演劇ユニット鵺的と動物自殺倶楽部主宰、脚本家の高木登が年に二、三回綴る日々

ズッキーニ!

・今回の『第一短編集』で上演する『ステディ』という作品には「恋愛対象は同性のパートナー、女とは遊びで寝る、けれどあくまでも自分はゲイ、バイセクシュアルじゃない」と主張する青年が登場します。自分なりにリアリティがあると確信しながら書いたものですが、十年強前の執筆当時に発表してたらやっぱあんまり理解されなかっただろうなとこのエントリを読みながら思いました。現在の方がまだ下地が出来ているような気がする。とはいえ混乱する方はまだまだ混乱するでしょうね。

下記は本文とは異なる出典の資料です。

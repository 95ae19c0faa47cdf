//! Fluent API for building AdjacencyGraph instances.

use crate::types::{GraphResult, Vertex, DEFAULT_EDGE_WEIGHT};

use super::AdjacencyGraph;

/// Fluent builder for constructing an AdjacencyGraph.
///
/// Edges are only validated by [`GraphBuilder::build`].
pub struct GraphBuilder {
    vertex_count: usize,
    directed: bool,
    edges: Vec<(Vertex, Vertex, f64)>,
}

impl GraphBuilder {
    /// Create a builder for a directed graph with `vertex_count` vertices.
    pub fn new(vertex_count: usize) -> Self {
        Self {
            vertex_count,
            directed: true,
            edges: Vec::new(),
        }
    }

    /// Make the built graph undirected.
    pub fn undirected(mut self) -> Self {
        self.directed = false;
        self
    }

    /// Add an edge carrying `DEFAULT_EDGE_WEIGHT`.
    pub fn edge(self, from: Vertex, to: Vertex) -> Self {
        self.weighted_edge(from, to, DEFAULT_EDGE_WEIGHT)
    }

    /// Add a weighted edge.
    pub fn weighted_edge(mut self, from: Vertex, to: Vertex, weight: f64) -> Self {
        self.edges.push((from, to, weight));
        self
    }

    /// Add several unweighted edges at once.
    pub fn edges(mut self, edges: &[(Vertex, Vertex)]) -> Self {
        self.edges
            .extend(edges.iter().map(|&(from, to)| (from, to, DEFAULT_EDGE_WEIGHT)));
        self
    }

    /// Build the final AdjacencyGraph, keeping edge insertion order.
    pub fn build(self) -> GraphResult<AdjacencyGraph> {
        let mut graph = if self.directed {
            AdjacencyGraph::new(self.vertex_count)
        } else {
            AdjacencyGraph::undirected(self.vertex_count)
        };
        for (from, to, weight) in self.edges {
            graph.add_weighted_edge(from, to, weight)?;
        }
        Ok(graph)
    }
}
//! Criterion benchmarks for graph-algos.

use criterion::{black_box, criterion_group, criterion_main, Criterion};
use rand::rngs::StdRng;
use rand::{Rng, SeedableRng};

use graph_algos::graph::AdjacencyGraph;
use graph_algos::paths::{bellman_ford, dijkstra, dijkstra_all};
use graph_algos::traversal::{bfs, bfs_iter, dfs_iter, dfs_recursion};

/// Random directed graph with non-negative weights.
fn make_graph(node_count: usize, edges_per_node: usize) -> AdjacencyGraph {
    let mut rng = StdRng::seed_from_u64(42);
    let mut graph = AdjacencyGraph::new(node_count);
    for from in 0..node_count {
        for _ in 0..edges_per_node {
            let to = rng.gen_range(0..node_count);
            graph
                .add_weighted_edge(from, to, rng.gen_range(0.1..10.0))
                .unwrap();
        }
    }
    graph
}

fn bench_traversal(c: &mut Criterion) {
    let graph = make_graph(10_000, 5);

    c.bench_function("bfs_callback_10k", |b| {
        b.iter(|| {
            let mut count = 0usize;
            bfs(&graph, black_box(0), |_| count += 1).unwrap();
            count
        })
    });

    c.bench_function("bfs_iter_10k", |b| {
        let seq = bfs_iter(&graph, 0).unwrap();
        b.iter(|| seq.iter().count())
    });

    c.bench_function("dfs_iter_10k", |b| {
        let seq = dfs_iter(&graph, 0).unwrap();
        b.iter(|| seq.iter().count())
    });

    // Recursion depth grows with the graph, keep this one small.
    let small = make_graph(1_000, 3);
    c.bench_function("dfs_recursion_1k", |b| {
        b.iter(|| {
            let mut count = 0usize;
            dfs_recursion(&small, black_box(0), 999, |_| count += 1).unwrap();
            count
        })
    });
}

fn bench_shortest_paths(c: &mut Criterion) {
    let graph = make_graph(1_000, 5);

    c.bench_function("dijkstra_all_1k", |b| {
        b.iter(|| dijkstra_all(&graph, black_box(0)).unwrap())
    });

    c.bench_function("dijkstra_target_1k", |b| {
        b.iter(|| dijkstra(&graph, black_box(0), black_box(500)).unwrap())
    });

    c.bench_function("bellman_ford_1k", |b| {
        b.iter(|| bellman_ford(&graph, black_box(0)).unwrap())
    });
}

criterion_group!(benches, bench_traversal, bench_shortest_paths);
criterion_main!(benches);
//! Graph traversal algorithms (DFS, BFS, path-sensitive search).

pub mod bfs;
pub mod dfs;
pub mod reachability;
pub mod sequence;

pub use bfs::bfs;
pub use dfs::dfs_recursion;
pub use reachability::{path_dfs, reachability_report, ActivePath, ReachabilityReport};
pub use sequence::{
    bfs_iter, dfs_iter, BfsIter, BreadthFirst, DepthFirst, DfsIter, Frontier, Traversal,
    TraversalIter,
};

・セクシュアル・マイノリティの問題はアイデンティティの問題であります。かつセクシュアリティには無数無限の立場があります。ヘテロだから異性が好き、ゲイだから男性が好き、レズビアンだから女性が好き、そうした明確な立場のはざまに種々様々な人びとがいるのです。ここには十二の立場が紹介されていますが、自分はそれでも足りないと思います。人の数だけセクシュアリティはあると言っても過言ではない。
・こういうことを考え、作品にするのは、当然自分なりの問題意識があってのことです。『ステディ』も『クィアK』も『カップルズ』もそうでした。自分は現在「ストレート」であると認識していますが、ここに到るまでの過程というものがあり、疑いもなく自分がヘテロセクシュアルだと思っている方にはこの点がなかなか理解されません。日曜昼の回のアフタートークでは「自分の立場」について忌憚なくお話し出来ればと思っています。solaくん、なにとぞよろしくお願いいたします。